Figure 2

adcy3a^-/- and adcy5^-/- double mutants show high melanosome aggregation. (A–H) adcy3a^-/-;adcy3b^-/- (B) and adcy6a^-/-;adcy6b^-/- (C) double mutants as well as adcy6a-MO-injected adcy3a^-/- mutants (D) display normal distribution of melanosomes as that of WT embryos (A) under dark conditions at 4dpf. adcy6a-MO injected adcy5^-/- mutants (F) exhibit comparable pigmentation as adcy5^-/- (E). adcy3a^-/-;adcy5^-/- double mutants (G) develop a higher degree of aggregation of melanosomes than adcy5^-/-, while co-injection of adcy3a and adcy5 mRNA can significantly rescue the defects in melanosome aggregation in adcy3a^-/-;adcy5^-/- double mutants (H).

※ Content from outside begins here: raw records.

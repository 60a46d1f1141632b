use std::{env, fmt, rc::Rc};

use tracing::warn;

use crate::host::{MathProvider, StdMath};

pub const DEFAULT_MAX_CALL_DEPTH: usize = 512;
pub const MAX_CALL_DEPTH_VAR: &str = "SPRIG_MAX_CALL_DEPTH";

/// Settings fixed when a root environment is created.
#[derive(Clone)]
pub struct InterpreterConfig {
    /// Nested calls allowed before evaluation fails with a resource error.
    pub max_call_depth: usize,
    /// Fallback for calls to names with no registered function.
    pub math_provider: Rc<dyn MathProvider>,
}

impl Default for InterpreterConfig {
    fn default() -> Self {
        Self {
            max_call_depth: DEFAULT_MAX_CALL_DEPTH,
            math_provider: Rc::new(StdMath),
        }
    }
}

impl InterpreterConfig {
    /// Defaults overridden by `SPRIG_MAX_CALL_DEPTH` when it holds a
    /// positive integer.
    pub fn from_env() -> Self {
        let mut config = Self::default();
        if let Ok(raw) = env::var(MAX_CALL_DEPTH_VAR) {
            match parse_depth(&raw) {
                Some(depth) => config.max_call_depth = depth,
                None => warn!(value = %raw, "ignoring invalid {MAX_CALL_DEPTH_VAR}"),
            }
        }
        config
    }

    pub fn with_max_call_depth(mut self, depth: usize) -> Self {
        self.max_call_depth = depth;
        self
    }

    pub fn with_math_provider(mut self, provider: impl MathProvider + 'static) -> Self {
        self.math_provider = Rc::new(provider);
        self
    }
}

fn parse_depth(raw: &str) -> Option<usize> {
    raw.trim().parse::<usize>().ok().filter(|depth| *depth > 0)
}

impl fmt::Debug for InterpreterConfig {
    fn fmt(&self, f: &mut fmt::Formatter<'_>) -> fmt::Result {
        f.debug_struct("InterpreterConfig")
            .field("max_call_depth", &self.max_call_depth)
            .field("math_provider", &self.math_provider)
            .finish()
    }
}

#[cfg(test)]
mod tests {
    use super::*;

    #[test]
    fn depth_must_be_positive_integer() {
        assert_eq!(parse_depth(" 64 "), Some(64));
        assert_eq!(parse_depth("0"), None);
        assert_eq!(parse_depth("-3"), None);
        assert_eq!(parse_depth("deep"), None);
    }

    #[test]
    fn builder_overrides_defaults() {
        let config = InterpreterConfig::default().with_max_call_depth(8);
        assert_eq!(config.max_call_depth, 8);
    }
}
impl<'a> Parser<'a> {
    fn new(source: &'a str, tokens: Vec<Token>) -> Self {
        Self {
            source,
            tokens,
            current: 0,
        }
    }

    fn parse_program(&mut self) -> Result<Program, Diagnostic> {
        let mut items = Vec::new();
        while !self.check(TokenKind::Eof) {
            items.push(self.parse_statement()?);
        }
        Ok(Program { items })
    }

    fn parse_statement(&mut self) -> Result<Stmt, Diagnostic> {
        let stmt = match self.peek_kind() {
            TokenKind::Var => self.parse_var_decl()?,
            TokenKind::Identifier if self.peek_next().kind == TokenKind::Equals => {
                self.parse_assignment()?
            }
            TokenKind::If => self.parse_if()?,
            TokenKind::While => self.parse_while()?,
            TokenKind::Return => self.parse_return()?,
            TokenKind::Break => Stmt {
                span: self.advance().span,
                kind: StmtKind::Break,
            },
            TokenKind::Continue => Stmt {
                span: self.advance().span,
                kind: StmtKind::Continue,
            },
            _ => {
                let expr = self.parse_expression()?;
                Stmt {
                    span: expr.span,
                    kind: StmtKind::Expr(expr),
                }
            }
        };
        self.consume_optional_semicolon();
        Ok(stmt)
    }

    fn parse_var_decl(&mut self) -> Result<Stmt, Diagnostic> {
        let start = self.consume(TokenKind::Var, "expected `var`")?.span;
        let name = self.consume(TokenKind::Identifier, "expected variable name after `var`")?;
        self.consume(TokenKind::Equals, "expected `=` in variable declaration")?;
        let value = self.parse_expression()?;
        Ok(Stmt {
            span: start.to(value.span),
            kind: StmtKind::VarDecl {
                name: name.lexeme,
                value,
            },
        })
    }

    fn parse_assignment(&mut self) -> Result<Stmt, Diagnostic> {
        let name = self.advance();
        self.consume(TokenKind::Equals, "expected `=` in assignment")?;
        let value = self.parse_expression()?;
        Ok(Stmt {
            span: name.span.to(value.span),
            kind: StmtKind::Assign {
                name: name.lexeme,
                value,
            },
        })
    }

    /// A brace-delimited statement list, or a single statement.
    fn parse_block(&mut self) -> Result<(Vec<Stmt>, SourceSpan), Diagnostic> {
        if self.check(TokenKind::LBrace) {
            return self.parse_brace_block();
        }
        let stmt = self.parse_statement()?;
        let span = stmt.span;
        Ok((vec![stmt], span))
    }

    fn parse_brace_block(&mut self) -> Result<(Vec<Stmt>, SourceSpan), Diagnostic> {
        let lbrace = self.consume(TokenKind::LBrace, "expected `{` to start block")?;
        let mut items = Vec::new();
        while !self.check(TokenKind::RBrace) && !self.check(TokenKind::Eof) {
            items.push(self.parse_statement()?);
        }
        let rbrace = self.consume(TokenKind::RBrace, "expected `}` to close block")?;
        Ok((items, lbrace.span.to(rbrace.span)))
    }

    fn parse_if(&mut self) -> Result<Stmt, Diagnostic> {
        let start = self.consume(TokenKind::If, "expected `if`")?.span;
        self.consume(TokenKind::LParen, "expected `(` after `if`")?;
        let condition = self.parse_expression()?;
        self.consume(TokenKind::RParen, "expected `)` after condition")?;
        let (then_branch, mut end) = self.parse_block()?;
        let else_branch = if self.matches(TokenKind::Else) {
            let (branch, span) = self.parse_block()?;
            end = span;
            Some(branch)
        } else {
            None
        };
        Ok(Stmt {
            span: start.to(end),
            kind: StmtKind::If {
                condition,
                then_branch,
                else_branch,
            },
        })
    }

    fn parse_while(&mut self) -> Result<Stmt, Diagnostic> {
        let start = self.consume(TokenKind::While, "expected `while`")?.span;
        self.consume(TokenKind::LParen, "expected `(` after `while`")?;
        let condition = self.parse_expression()?;
        self.consume(TokenKind::RParen, "expected `)` after condition")?;
        let (body, end) = self.parse_block()?;
        Ok(Stmt {
            span: start.to(end),
            kind: StmtKind::While { condition, body },
        })
    }

    fn parse_return(&mut self) -> Result<Stmt, Diagnostic> {
        let token = self.consume(TokenKind::Return, "expected `return`")?;
        let expr = if self.check(TokenKind::Semicolon)
            || self.check(TokenKind::RBrace)
            || self.check(TokenKind::Eof)
        {
            None
        } else {
            Some(self.parse_expression()?)
        };
        let end = expr.as_ref().map(|e| e.span).unwrap_or(token.span);
        Ok(Stmt {
            span: token.span.to(end),
            kind: StmtKind::Return(expr),
        })
    }

    fn parse_expression(&mut self) -> Result<Expr, Diagnostic> {
        ensure_sufficient_stack(|| self.parse_or())
    }

    fn parse_or(&mut self) -> Result<Expr, Diagnostic> {
        let mut expr = self.parse_and()?;
        while self.matches(TokenKind::Or) {
            let right = self.parse_and()?;
            expr = binary(BinaryOp::Or, expr, right);
        }
        Ok(expr)
    }

    fn parse_and(&mut self) -> Result<Expr, Diagnostic> {
        let mut expr = self.parse_comparison()?;
        while self.matches(TokenKind::And) {
            let right = self.parse_comparison()?;
            expr = binary(BinaryOp::And, expr, right);
        }
        Ok(expr)
    }

    fn parse_comparison(&mut self) -> Result<Expr, Diagnostic> {
        let mut expr = self.parse_term()?;
        while let Some(op) = self.match_comparison() {
            let right = self.parse_term()?;
            if matches!(op, BinaryOp::Equal | BinaryOp::NotEqual) {
                self.check_equality_types(op, &expr, &right)?;
            }
            expr = binary(op, expr, right);
        }
        Ok(expr)
    }

    fn match_comparison(&mut self) -> Option<BinaryOp> {
        let op = match self.peek_kind() {
            TokenKind::Greater => BinaryOp::Greater,
            TokenKind::Less => BinaryOp::Less,
            TokenKind::GreaterEqual => BinaryOp::GreaterEqual,
            TokenKind::LessEqual => BinaryOp::LessEqual,
            TokenKind::EqualEqual => BinaryOp::Equal,
            TokenKind::NotEqual => BinaryOp::NotEqual,
            _ => return None,
        };
        self.advance();
        Some(op)
    }

    /// `==`/`!=` between two operands whose types are both known up front
    /// must agree; dynamic operands are checked when evaluated.
    fn check_equality_types(
        &self,
        op: BinaryOp,
        left: &Expr,
        right: &Expr,
    ) -> Result<(), Diagnostic> {
        let (lhs, rhs) = (left.static_type(), right.static_type());
        if lhs == StaticType::Dynamic || rhs == StaticType::Dynamic || lhs == rhs {
            return Ok(());
        }
        Err(Diagnostic::new(
            DiagnosticKind::TypeMismatch,
            format!(
                "Type mismatch: cannot compare {} with {} using `{}`",
                lhs.label(),
                rhs.label(),
                op.symbol()
            ),
        )
        .with_span(left.span.to(right.span))
        .with_note("`==` and `!=` require both operands to have the same type")
        .located_in(self.source))
    }

    fn parse_term(&mut self) -> Result<Expr, Diagnostic> {
        let mut expr = self.parse_factor()?;
        loop {
            let op = match self.peek_kind() {
                TokenKind::Plus => BinaryOp::Add,
                TokenKind::Minus => BinaryOp::Sub,
                _ => break,
            };
            self.advance();
            let right = self.parse_factor()?;
            expr = binary(op, expr, right);
        }
        Ok(expr)
    }

    fn parse_factor(&mut self) -> Result<Expr, Diagnostic> {
        let mut expr = self.parse_unary()?;
        loop {
            let op = match self.peek_kind() {
                TokenKind::Times => BinaryOp::Mul,
                TokenKind::Divide => BinaryOp::Div,
                TokenKind::Modulo => BinaryOp::Mod,
                _ => break,
            };
            self.advance();
            let right = self.parse_unary()?;
            expr = binary(op, expr, right);
        }
        Ok(expr)
    }

    fn parse_unary(&mut self) -> Result<Expr, Diagnostic> {
        let op = match self.peek_kind() {
            TokenKind::Minus => UnaryOp::Negate,
            TokenKind::Not => UnaryOp::Not,
            _ => return self.parse_primary(),
        };
        let operator = self.advance().span;
        let operand = self.parse_unary()?;
        Ok(Expr {
            span: operator.to(operand.span),
            kind: ExprKind::Unary {
                op,
                expr: Box::new(operand),
            },
        })
    }

    fn parse_primary(&mut self) -> Result<Expr, Diagnostic> {
        let token = self.peek().clone();
        let literal = match token.kind {
            TokenKind::LParen => {
                self.advance();
                let inner = self.parse_expression()?;
                self.consume(TokenKind::RParen, "expected `)` after expression")?;
                return Ok(inner);
            }
            TokenKind::Identifier => {
                if let Some(decl) = self.try_function_decl()? {
                    return Ok(decl);
                }
                if let Some(call) = self.try_call()? {
                    return Ok(call);
                }
                self.advance();
                return Ok(Expr {
                    span: token.span,
                    kind: ExprKind::Variable(token.lexeme),
                });
            }
            TokenKind::Number => match token.lexeme.parse::<f32>() {
                Ok(n) => Literal::Number(n),
                Err(_) => {
                    return Err(self.error(&token, "invalid number literal", &[TokenKind::Number]))
                }
            },
            TokenKind::String => Literal::String(unquote(&token.lexeme)),
            TokenKind::True => Literal::Bool(true),
            TokenKind::False => Literal::Bool(false),
            TokenKind::Null => Literal::Null,
            _ => return Err(self.error(&token, "unexpected token in expression", PRIMARY_START)),
        };
        self.advance();
        Ok(Expr {
            span: token.span,
            kind: ExprKind::Literal(literal),
        })
    }

    /// `name ( params ) { body }`. Backtracks without consuming anything
    /// unless a brace block follows the parameter list.
    fn try_function_decl(&mut self) -> Result<Option<Expr>, Diagnostic> {
        let checkpoint = self.current;
        let name = self.advance();
        let params = match self.parameter_list() {
            Some(params) if self.check(TokenKind::LBrace) => params,
            _ => {
                self.current = checkpoint;
                return Ok(None);
            }
        };
        trace!(name = %name.lexeme, arity = params.len(), "parse function declaration");
        let (statements, body_span) = self.parse_brace_block()?;
        let body = FunctionBody::new(statements);
        let span = name.span.to(body_span);
        Ok(Some(Expr {
            span,
            kind: ExprKind::Function(Rc::new(FunctionDecl {
                name: name.lexeme,
                params,
                body: body.statements,
                has_return: body.has_return,
                span,
            })),
        }))
    }

    fn parameter_list(&mut self) -> Option<Vec<String>> {
        if !self.matches(TokenKind::LParen) {
            return None;
        }
        let mut params = Vec::new();
        if !self.check(TokenKind::RParen) {
            loop {
                if !self.check(TokenKind::Identifier) {
                    return None;
                }
                params.push(self.advance().lexeme);
                if !self.matches(TokenKind::Comma) {
                    break;
                }
            }
        }
        self.matches(TokenKind::RParen).then_some(params)
    }

    fn try_call(&mut self) -> Result<Option<Expr>, Diagnostic> {
        if self.peek_next().kind != TokenKind::LParen {
            return Ok(None);
        }
        let name = self.advance();
        self.advance();
        let mut args = Vec::new();
        if !self.check(TokenKind::RParen) {
            loop {
                args.push(self.parse_expression()?);
                if !self.matches(TokenKind::Comma) {
                    break;
                }
            }
        }
        let rparen = self.consume_any(
            &[TokenKind::RParen, TokenKind::Comma],
            "expected `)` after arguments",
        )?;
        Ok(Some(Expr {
            span: name.span.to(rparen.span),
            kind: ExprKind::Call {
                name: name.lexeme,
                args,
            },
        }))
    }

    fn consume_optional_semicolon(&mut self) {
        let _ = self.matches(TokenKind::Semicolon);
    }

    fn matches(&mut self, kind: TokenKind) -> bool {
        if self.check(kind) {
            self.advance();
            true
        } else {
            false
        }
    }

    fn consume(&mut self, kind: TokenKind, message: &str) -> Result<Token, Diagnostic> {
        if self.check(kind) {
            Ok(self.advance())
        } else {
            Err(self.error(self.peek(), message, &[kind]))
        }
    }

    /// Consumes `accepted[0]`; the rest only widen the reported expected set.
    fn consume_any(&mut self, accepted: &[TokenKind], message: &str) -> Result<Token, Diagnostic> {
        if self.check(accepted[0]) {
            Ok(self.advance())
        } else {
            Err(self.error(self.peek(), message, accepted))
        }
    }

    fn check(&self, kind: TokenKind) -> bool {
        self.peek().kind == kind
    }

    fn advance(&mut self) -> Token {
        let token = self.peek().clone();
        if token.kind != TokenKind::Eof {
            self.current += 1;
        }
        token
    }

    fn peek(&self) -> &Token {
        let last = self.tokens.len() - 1;
        &self.tokens[self.current.min(last)]
    }

    fn peek_kind(&self) -> TokenKind {
        self.peek().kind
    }

    fn peek_next(&self) -> &Token {
        let last = self.tokens.len() - 1;
        &self.tokens[(self.current + 1).min(last)]
    }

    fn error(&self, token: &Token, message: &str, expected: &[TokenKind]) -> Diagnostic {
        let found = if token.kind == TokenKind::Eof {
            "end of input".to_string()
        } else {
            format!("`{}`", token.lexeme)
        };
        Diagnostic::new(DiagnosticKind::Parser, format!("{message}, found {found}"))
            .with_span(token.span)
            .with_expected(expected.iter().map(|kind| kind.describe()))
            .located_in(self.source)
    }
}
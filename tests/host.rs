use std::rc::Rc;

use pretty_assertions::assert_eq;
use sprig::{
    call_function, execute, DiagnosticKind, Environment, Interpreter, InterpreterConfig,
    MathFunction, MathProvider, Result, SprigError, Value,
};

fn number(n: f32) -> Value {
    Value::Number(n)
}

fn host_failure(message: &str) -> SprigError {
    SprigError::from(sprig::Diagnostic::new(DiagnosticKind::Conversion, message))
}

#[test]
fn registers_closures_of_each_arity() {
    let interpreter = Interpreter::new();
    interpreter.register("Answer", || 42).unwrap();
    interpreter.register("Twice", |n: f32| n * 2.0).unwrap();
    interpreter.register("Sub", |a: f32, b: f32| a - b).unwrap();
    interpreter
        .register("Clamp", |v: f32, lo: f32, hi: f32| v.max(lo).min(hi))
        .unwrap();
    interpreter
        .register("Join4", |a: String, b: String, c: String, d: String| {
            format!("{a}{b}{c}{d}")
        })
        .unwrap();

    assert_eq!(interpreter.eval_source("Answer()").unwrap(), number(42.0));
    assert_eq!(interpreter.eval_source("Twice(4)").unwrap(), number(8.0));
    assert_eq!(interpreter.eval_source("Sub(10, 4)").unwrap(), number(6.0));
    assert_eq!(interpreter.eval_source("Clamp(15, 0, 10)").unwrap(), number(10.0));
    assert_eq!(
        interpreter
            .eval_source("Join4(\"a\", 1, true, \"z\")")
            .unwrap(),
        Value::string("a1truez")
    );
}

#[test]
fn integer_parameters_round_half_to_even() {
    let interpreter = Interpreter::new();
    interpreter.register("Half", |n: i32| n / 2).unwrap();
    assert_eq!(interpreter.eval_source("Half(9)").unwrap(), number(4.0));
    assert_eq!(interpreter.eval_source("Half(2.5)").unwrap(), number(1.0));
    assert_eq!(interpreter.eval_source("Half(3.5)").unwrap(), number(2.0));
}

#[test]
fn mixed_parameter_types() {
    let interpreter = Interpreter::new();
    interpreter
        .register("Describe", |count: i64, label: String, loud: bool, extra: Value| {
            let text = format!("{count} {label} ({})", extra.type_name());
            if loud {
                text.to_uppercase()
            } else {
                text
            }
        })
        .unwrap();
    assert_eq!(
        interpreter
            .eval_source("Describe(3, \"apples\", true, null)")
            .unwrap(),
        Value::string("3 APPLES (NULL)")
    );
}

#[test]
fn unit_return_maps_to_void() {
    let interpreter = Interpreter::new();
    interpreter.register("Ignore", |_: Value| ()).unwrap();
    assert_eq!(interpreter.eval_source("Ignore(1)").unwrap(), Value::Void);
    let err = interpreter.eval_source("var x = Ignore(1)").unwrap_err();
    assert_eq!(err.kind(), Some(DiagnosticKind::VoidMisuse));
}

#[test]
fn null_argument_is_conversion_error() {
    let interpreter = Interpreter::new();
    interpreter.register("Twice", |n: f32| n * 2.0).unwrap();
    let err = interpreter.eval_source("Twice(null)").unwrap_err();
    assert_eq!(err.kind(), Some(DiagnosticKind::Conversion));
    assert!(err.diagnostic().unwrap().span.is_some());
}

#[test]
fn bool_and_number_arguments_coerce_to_declared_slots() {
    let interpreter = Interpreter::new();
    interpreter.register("Twice", |n: f32| n * 2.0).unwrap();
    interpreter.register("Flip", |b: bool| !b).unwrap();
    assert_eq!(interpreter.eval_source("Twice(true)").unwrap(), number(2.0));
    assert_eq!(interpreter.eval_source("Twice(\"1.5\")").unwrap(), number(3.0));
    assert_eq!(interpreter.eval_source("Flip(0)").unwrap(), Value::Bool(true));
    assert_eq!(interpreter.eval_source("Flip(3)").unwrap(), Value::Bool(false));
}

#[test]
fn host_argument_count_is_checked() {
    let interpreter = Interpreter::new();
    interpreter.register("Sub", |a: f32, b: f32| a - b).unwrap();
    let err = interpreter.eval_source("Sub(1)").unwrap_err();
    assert_eq!(err.kind(), Some(DiagnosticKind::Arity));
}

#[test]
fn fallible_host_functions_propagate_errors() {
    let interpreter = Interpreter::new();
    interpreter
        .register("Checked", |n: f32| -> Result<f32> {
            if n < 0.0 {
                Err(host_failure("negative input"))
            } else {
                Ok(n.sqrt())
            }
        })
        .unwrap();
    assert_eq!(interpreter.eval_source("Checked(9)").unwrap(), number(3.0));
    let err = interpreter.eval_source("Checked(-1)").unwrap_err();
    assert!(err.to_string().contains("negative input"));
}

#[test]
fn registration_from_child_environment_fails() {
    let root = Environment::new();
    let child = Environment::child(&root);
    let err = child.borrow().register("Nope", || 1).unwrap_err();
    assert_eq!(err.kind(), Some(DiagnosticKind::Registration));
    assert!(!root.borrow().has_function("Nope"));
}

#[test]
fn registered_function_takes_precedence_over_math_provider() {
    let interpreter = Interpreter::new();
    interpreter.register("Max", |_: f32, _: f32| -1.0f32).unwrap();
    assert_eq!(interpreter.eval_source("Max(3, 5)").unwrap(), number(-1.0));
}

#[test]
fn call_function_dispatches_like_a_script_call() {
    let env = Environment::new();
    execute("add(a, b){ return a + b }", &env).unwrap();

    assert_eq!(
        call_function(&env, "add", &[number(1.0), number(2.0)]).unwrap(),
        number(3.0)
    );
    assert_eq!(call_function(&env, "Sqrt", &[number(9.0)]).unwrap(), number(3.0));

    let err = call_function(&env, "missing", &[]).unwrap_err();
    assert_eq!(err.kind(), Some(DiagnosticKind::UnresolvedName));
    let err = call_function(&env, "add", &[number(1.0)]).unwrap_err();
    assert_eq!(err.kind(), Some(DiagnosticKind::Arity));
}

#[test]
fn host_callbacks_can_reenter_the_interpreter() {
    let interpreter = Interpreter::new();
    let env = Rc::downgrade(interpreter.environment());
    interpreter
        .register("Apply", move |name: String, arg: f32| -> Result<Value> {
            let env = env.upgrade().ok_or_else(|| host_failure("environment dropped"))?;
            call_function(&env, &name, &[Value::Number(arg)])
        })
        .unwrap();
    interpreter.eval_source("square(x){ return x * x }").unwrap();
    assert_eq!(
        interpreter.eval_source("Apply(\"square\", 7)").unwrap(),
        number(49.0)
    );
}

#[derive(Debug)]
struct Doubling;

impl MathProvider for Doubling {
    fn lookup(&self, name: &str, arity: usize) -> Option<MathFunction> {
        (name == "Double" && arity == 1).then(|| MathFunction::new("Double", 1, |a| a[0] * 2.0))
    }
}

#[test]
fn custom_math_provider_replaces_standard_library() {
    let config = InterpreterConfig::default().with_math_provider(Doubling);
    let interpreter = Interpreter::with_config(config);
    assert_eq!(interpreter.eval_source("Double(4)").unwrap(), number(8.0));
    let err = interpreter.eval_source("Sqrt(4)").unwrap_err();
    assert_eq!(err.kind(), Some(DiagnosticKind::UnresolvedName));
}

#[test]
fn call_depth_limit_is_configurable_and_recovers() {
    let config = InterpreterConfig::default().with_max_call_depth(10);
    let interpreter = Interpreter::with_config(config);
    interpreter
        .eval_source("down(n){ if (n <= 0) { return 0 } return down(n - 1) }")
        .unwrap();

    assert_eq!(interpreter.eval_source("down(9)").unwrap(), number(0.0));
    let err = interpreter.eval_source("down(50)").unwrap_err();
    assert_eq!(err.kind(), Some(DiagnosticKind::Resource));
    assert_eq!(interpreter.eval_source("down(5)").unwrap(), number(0.0));
}

#[test]
fn environment_introspection() {
    let interpreter = Interpreter::new();
    interpreter.eval_source("var a = 1\nf(){ return a }").unwrap();
    let env = interpreter.environment().borrow();

    assert!(env.is_root());
    assert_eq!(env.variable_names(), vec!["PI", "E", "a"]);
    assert!(env.has_function("f"));
    assert!(env.has_function("print"));
    assert!(!env.has_function("Sqrt"));
}

#[test]
fn host_can_seed_variables() {
    let interpreter = Interpreter::new();
    interpreter
        .environment()
        .borrow_mut()
        .define("limit", number(3.0))
        .unwrap();
    assert_eq!(interpreter.eval_source("limit * 2").unwrap(), number(6.0));
}
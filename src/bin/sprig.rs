use std::{fs, path::PathBuf, process::ExitCode, sync::Once};

use clap::{Parser, Subcommand};

use sprig::{Interpreter, InterpreterConfig, Repl, SprigError, Value};

static TRACING_INIT: Once = Once::new();

/// Installs a stderr subscriber when `SPRIG_LOG` or `RUST_LOG` is set.
fn init_tracing() {
    TRACING_INIT.call_once(|| {
        use tracing_subscriber::{fmt, prelude::*, EnvFilter};

        let directives = std::env::var("SPRIG_LOG").or_else(|_| std::env::var("RUST_LOG"));
        if let Ok(directives) = directives {
            tracing_subscriber::registry()
                .with(
                    fmt::layer()
                        .with_writer(std::io::stderr)
                        .with_target(true)
                        .with_level(true),
                )
                .with(EnvFilter::new(directives))
                .init();
        }
    });
}

#[derive(Parser)]
#[command(author, version, about = "Sprig scripting language interpreter")]
struct Args {
    /// Maximum nesting of function calls before evaluation is aborted
    #[arg(long, global = true)]
    max_call_depth: Option<usize>,
    #[command(subcommand)]
    command: Option<Command>,
}

#[derive(Subcommand)]
enum Command {
    /// Run a script file
    Run { script: PathBuf },
    /// Start an interactive REPL session
    Repl,
    /// Evaluate a snippet of source text
    Eval { source: String },
}

fn main() -> ExitCode {
    init_tracing();
    let args = Args::parse();
    let mut config = InterpreterConfig::from_env();
    if let Some(depth) = args.max_call_depth {
        config = config.with_max_call_depth(depth);
    }
    let result = match args.command.unwrap_or(Command::Repl) {
        Command::Run { script } => run_script(script, config),
        Command::Repl => Repl::with_config(config).run(),
        Command::Eval { source } => evaluate(&source, config),
    };
    match result {
        Ok(()) => ExitCode::SUCCESS,
        Err(err) => {
            eprintln!("error: {err}");
            ExitCode::FAILURE
        }
    }
}

fn run_script(path: PathBuf, config: InterpreterConfig) -> Result<(), SprigError> {
    let source = fs::read_to_string(&path)?;
    evaluate(&source, config)
}

fn evaluate(source: &str, config: InterpreterConfig) -> Result<(), SprigError> {
    let interpreter = Interpreter::with_config(config);
    let value = interpreter.eval_source(source)?;
    if value != Value::Void {
        println!("{value}");
    }
    Ok(())
}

Scale bar = 100 μm in (A–H). (I) Pigmentation coverage shows no difference among wild-type embryos, adcy3a^-/-;adcy3b^-/-, adcy6a^-/-;adcy6b^-/-, and adcy3a^-/- mutants injected with adcy6a-MO, as well as between adcy5^-/- and adcy5^-/- mutants injected with adcy6a-MO. adcy3a^-/-;adcy5^-/- double mutants have significantly reduced pigmentation areas compared to adcy5^-/-, which can be rescued by co-injection of adcy3a and adcy5 mRNA (Student’s t-test, *** p < 0.001, **** p < 0.0001, n.s., not significant, p > 0.05). (J) Statistical analyses show that the number of melanocytes in adcy5^-/- single mutants, and adcy3a^-/-;adcy3b^-/-, adcy6a^-/-;adcy6b^-/- and adcy3a^-/-;adcy5^-/- double mutants is comparable with that of WT embryos (Student’s t-test, n.s., not significant, p > 0.05). (K–R) WISH analyses showed the expression levels of sox10, mitfa, tyr, and dct are normal in adcy5^-/-;adcy3a^-/- compared to WT embryos.